((

//! Authentication integration tests.
//!
//! Tests verify:
//! - Missing or wrong tokens are rejected with 401 on both endpoints
//! - Rejected requests never touch the tier directories
//! - The health check stays public

use axum::body::Body;
use axum::http::{Request, StatusCode};

use cover_store::Tier;

use super::test_utils::{
    create_test_png, delete_request, read_json, upload_request, MultipartBuilder, TestServer,
    TEST_TOKEN,
};

fn png_upload() -> super::test_utils::MultipartBody {
    MultipartBuilder::new()
        .file("file", "cover.png", "image/png", &create_test_png(64, 64, [255, 0, 0]))
        .build()
}

fn assert_tiers_empty(server: &TestServer) {
    for tier in Tier::ALL {
        assert_eq!(server.count(tier), 0, "tier {} should be empty", tier);
    }
}

// =============================================================================
// Upload
// =============================================================================

#[tokio::test]
async fn test_upload_without_token_rejected() {
    let server = TestServer::new();

    let response = server.send(upload_request(None, png_upload())).await;
    assert_eq!(response.status(), StatusCode::UNAUTHORIZED);

    let body = read_json(response).await;
    assert_eq!(body["success"], false);
    assert_eq!(body["error"], "Invalid token");

    assert_tiers_empty(&server);
}

#[tokio::test]
async fn test_upload_with_wrong_token_rejected() {
    let server = TestServer::new();

    for token in ["wrong", "", "test-upload-token-extra", "TEST-UPLOAD-TOKEN"] {
        let response = server.send(upload_request(Some(token), png_upload())).await;
        assert_eq!(response.status(), StatusCode::UNAUTHORIZED, "token {:?}", token);
    }

    assert_tiers_empty(&server);
}

#[tokio::test]
async fn test_token_checked_before_body() {
    let server = TestServer::with_max_file_size(100);

    // Oversized and not multipart: the gate still answers first
    let request = Request::builder()
        .method("POST")
        .uri("/")
        .header("content-type", "text/plain")
        .body(Body::from(vec![0u8; 10_000]))
        .unwrap();

    let response = server.send(request).await;
    assert_eq!(response.status(), StatusCode::UNAUTHORIZED);
}

#[tokio::test]
async fn test_upload_with_valid_token_accepted() {
    let server = TestServer::new();

    let response = server
        .send(upload_request(Some(TEST_TOKEN), png_upload()))
        .await;
    assert_eq!(response.status(), StatusCode::OK);
}

// =============================================================================
// Delete
// =============================================================================

#[tokio::test]
async fn test_delete_without_token_rejected() {
    let server = TestServer::new();
    server.put(Tier::Original, "cover.png", b"data");

    let response = server.send(delete_request(None, "cover.png")).await;
    assert_eq!(response.status(), StatusCode::UNAUTHORIZED);
    assert!(server.exists(Tier::Original, "cover.png"));
}

#[tokio::test]
async fn test_delete_with_wrong_token_leaves_files() {
    let server = TestServer::new();
    for tier in Tier::ALL {
        server.put(tier, "cover.png", b"data");
    }

    let response = server
        .send(delete_request(Some("nope"), "cover.png"))
        .await;
    assert_eq!(response.status(), StatusCode::UNAUTHORIZED);

    let body = read_json(response).await;
    assert_eq!(body["success"], false);
    assert_eq!(body["error"], "Invalid token");

    for tier in Tier::ALL {
        assert!(server.exists(tier, "cover.png"));
    }
}

#[tokio::test]
async fn test_delete_of_missing_cover_without_token_is_401_not_404() {
    let server = TestServer::new();

    let response = server.send(delete_request(None, "ghost.png")).await;
    assert_eq!(response.status(), StatusCode::UNAUTHORIZED);
}

// =============================================================================
// Public Routes
// =============================================================================

#[tokio::test]
async fn test_health_is_public() {
    let server = TestServer::new();

    let request = Request::builder()
        .uri("/health/live")
        .body(Body::empty())
        .unwrap();

    let response = server.send(request).await;
    assert_eq!(response.status(), StatusCode::OK);

    let body = read_json(response).await;
    assert_eq!(body["status"], "healthy");
}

))

Retype all of the data word for word.

■ Answer to this task:
//! Authentication integration tests.
//!
//! Tests verify:
//! - Missing or wrong tokens are rejected with 401 on both endpoints
//! - Rejected requests never touch the tier directories
//! - The health check stays public

use axum::body::Body;
use axum::http::{Request, StatusCode};

use cover_store::Tier;

use super::test_utils::{
    create_test_png, delete_request, read_json, upload_request, MultipartBuilder, TestServer,
    TEST_TOKEN,
};

fn png_upload() -> super::test_utils::MultipartBody {
    MultipartBuilder::new()
        .file("file", "cover.png", "image/png", &create_test_png(64, 64, [255, 0, 0]))
        .build()
}

fn assert_tiers_empty(server: &TestServer) {
    for tier in Tier::ALL {
        assert_eq!(server.count(tier), 0, "tier {} should be empty", tier);
    }
}

// =============================================================================
// Upload
// =============================================================================

#[tokio::test]
async fn test_upload_without_token_rejected() {
    let server = TestServer::new();

    let response = server.send(upload_request(None, png_upload())).await;
    assert_eq!(response.status(), StatusCode::UNAUTHORIZED);

    let body = read_json(response).await;
    assert_eq!(body["success"], false);
    assert_eq!(body["error"], "Invalid token");

    assert_tiers_empty(&server);
}

#[tokio::test]
async fn test_upload_with_wrong_token_rejected() {
    let server = TestServer::new();

    for token in ["wrong", "", "test-upload-token-extra", "TEST-UPLOAD-TOKEN"] {
        let response = server.send(upload_request(Some(token), png_upload())).await;
        assert_eq!(response.status(), StatusCode::UNAUTHORIZED, "token {:?}", token);
    }

    assert_tiers_empty(&server);
}

#[tokio::test]
async fn test_token_checked_before_body() {
    let server = TestServer::with_max_file_size(100);

    // Oversized and not multipart: the gate still answers first
    let request = Request::builder()
        .method("POST")
        .uri("/")
        .header("content-type", "text/plain")
        .body(Body::from(vec![0u8; 10_000]))
        .unwrap();

    let response = server.send(request).await;
    assert_eq!(response.status(), StatusCode::UNAUTHORIZED);
}

#[tokio::test]
async fn test_upload_with_valid_token_accepted() {
    let server = TestServer::new();

    let response = server
        .send(upload_request(Some(TEST_TOKEN), png_upload()))
        .await;
    assert_eq!(response.status(), StatusCode::OK);
}

// =============================================================================
// Delete
// =============================================================================

#[tokio::test]
async fn test_delete_without_token_rejected() {
    let server = TestServer::new();
    server.put(Tier::Original, "cover.png", b"data");

    let response = server.send(delete_request(None, "cover.png")).await;
    assert_eq!(response.status(), StatusCode::UNAUTHORIZED);
    assert!(server.exists(Tier::Original, "cover.png"));
}

#[tokio::test]
async fn test_delete_with_wrong_token_leaves_files() {
    let server = TestServer::new();
    for tier in Tier::ALL {
        server.put(tier, "cover.png", b"data");
    }

    let response = server
        .send(delete_request(Some("nope"), "cover.png"))
        .await;
    assert_eq!(response.status(), StatusCode::UNAUTHORIZED);

    let body = read_json(response).await;
    assert_eq!(body["success"], false);
    assert_eq!(body["error"], "Invalid token");

    for tier in Tier::ALL {
        assert!(server.exists(tier, "cover.png"));
    }
}

#[tokio::test]
async fn test_delete_of_missing_cover_without_token_is_401_not_404() {
    let server = TestServer::new();

    let response = server.send(delete_request(None, "ghost.png")).await;
    assert_eq!(response.status(), StatusCode::UNAUTHORIZED);
}

// =============================================================================
// Public Routes
// =============================================================================

#[tokio::test]
async fn test_health_is_public() {
    let server = TestServer::new();

    let request = Request::builder()
        .uri("/health/live")
        .body(Body::empty())
        .unwrap();

    let response = server.send(request).await;
    assert_eq!(response.status(), StatusCode::OK);

    let body = read_json(response).await;
    assert_eq!(body["status"], "healthy");
}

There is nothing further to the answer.